*What you are asked to do*.
In the entries below, find every line holding the string "derive" and collect it.

*Source data*.
******

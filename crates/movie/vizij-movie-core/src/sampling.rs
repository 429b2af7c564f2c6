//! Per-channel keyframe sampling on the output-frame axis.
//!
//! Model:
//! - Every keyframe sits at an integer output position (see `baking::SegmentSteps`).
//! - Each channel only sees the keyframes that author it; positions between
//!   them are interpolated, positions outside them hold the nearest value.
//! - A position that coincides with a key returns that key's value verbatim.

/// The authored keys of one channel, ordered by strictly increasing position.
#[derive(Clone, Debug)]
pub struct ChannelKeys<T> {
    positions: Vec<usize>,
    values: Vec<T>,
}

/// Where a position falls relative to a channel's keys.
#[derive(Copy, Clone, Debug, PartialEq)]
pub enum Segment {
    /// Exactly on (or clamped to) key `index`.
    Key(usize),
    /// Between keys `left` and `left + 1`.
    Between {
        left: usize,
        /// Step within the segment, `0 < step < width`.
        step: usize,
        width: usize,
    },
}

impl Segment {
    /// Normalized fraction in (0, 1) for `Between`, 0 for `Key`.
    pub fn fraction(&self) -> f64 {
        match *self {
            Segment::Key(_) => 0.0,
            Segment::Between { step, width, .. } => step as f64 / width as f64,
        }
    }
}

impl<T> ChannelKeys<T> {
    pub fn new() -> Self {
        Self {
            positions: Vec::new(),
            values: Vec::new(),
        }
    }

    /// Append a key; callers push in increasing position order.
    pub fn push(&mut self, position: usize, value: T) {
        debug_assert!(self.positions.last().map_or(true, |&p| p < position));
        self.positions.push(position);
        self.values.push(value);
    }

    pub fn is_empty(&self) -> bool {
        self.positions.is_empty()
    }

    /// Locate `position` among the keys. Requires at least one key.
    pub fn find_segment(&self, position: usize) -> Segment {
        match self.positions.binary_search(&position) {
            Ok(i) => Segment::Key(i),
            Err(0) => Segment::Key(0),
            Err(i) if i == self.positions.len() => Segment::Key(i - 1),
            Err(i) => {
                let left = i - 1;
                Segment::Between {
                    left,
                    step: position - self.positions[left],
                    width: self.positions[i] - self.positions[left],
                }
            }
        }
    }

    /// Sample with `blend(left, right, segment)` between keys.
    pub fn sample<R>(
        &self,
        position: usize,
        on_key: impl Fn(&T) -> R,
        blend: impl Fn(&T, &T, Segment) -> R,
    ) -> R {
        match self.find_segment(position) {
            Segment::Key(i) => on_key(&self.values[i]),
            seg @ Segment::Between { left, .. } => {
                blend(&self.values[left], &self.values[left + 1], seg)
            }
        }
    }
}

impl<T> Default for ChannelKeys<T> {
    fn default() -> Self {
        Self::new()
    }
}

******

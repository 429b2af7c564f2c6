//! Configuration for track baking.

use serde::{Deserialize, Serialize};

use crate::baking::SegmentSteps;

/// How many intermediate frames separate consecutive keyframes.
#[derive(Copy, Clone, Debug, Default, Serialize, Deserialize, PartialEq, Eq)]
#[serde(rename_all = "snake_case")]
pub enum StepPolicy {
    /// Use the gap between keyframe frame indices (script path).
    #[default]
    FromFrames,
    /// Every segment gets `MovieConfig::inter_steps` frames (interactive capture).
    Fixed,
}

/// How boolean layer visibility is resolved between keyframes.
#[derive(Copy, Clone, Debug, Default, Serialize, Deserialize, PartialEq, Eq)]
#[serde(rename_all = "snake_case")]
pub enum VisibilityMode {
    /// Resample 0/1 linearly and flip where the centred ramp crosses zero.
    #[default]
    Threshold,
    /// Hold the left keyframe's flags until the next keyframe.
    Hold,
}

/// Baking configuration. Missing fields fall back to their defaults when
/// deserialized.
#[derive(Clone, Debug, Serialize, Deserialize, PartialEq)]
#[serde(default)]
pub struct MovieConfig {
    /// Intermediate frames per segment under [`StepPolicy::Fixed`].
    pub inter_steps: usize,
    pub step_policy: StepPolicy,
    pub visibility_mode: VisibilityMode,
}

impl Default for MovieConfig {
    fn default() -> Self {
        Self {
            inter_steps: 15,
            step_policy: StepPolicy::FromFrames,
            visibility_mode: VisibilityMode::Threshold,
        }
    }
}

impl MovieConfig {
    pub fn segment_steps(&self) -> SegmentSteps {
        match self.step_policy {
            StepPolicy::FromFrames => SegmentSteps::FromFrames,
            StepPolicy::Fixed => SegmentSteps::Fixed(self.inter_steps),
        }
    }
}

******

*Reply*.
#[derive(Clone, Debug)]
#[derive(Copy, Clone, Debug, PartialEq)]
#[derive(Copy, Clone, Debug, Default, Serialize, Deserialize, PartialEq, Eq)]
#[derive(Copy, Clone, Debug, Default, Serialize, Deserialize, PartialEq, Eq)]
#[derive(Clone, Debug, Serialize, Deserialize, PartialEq)]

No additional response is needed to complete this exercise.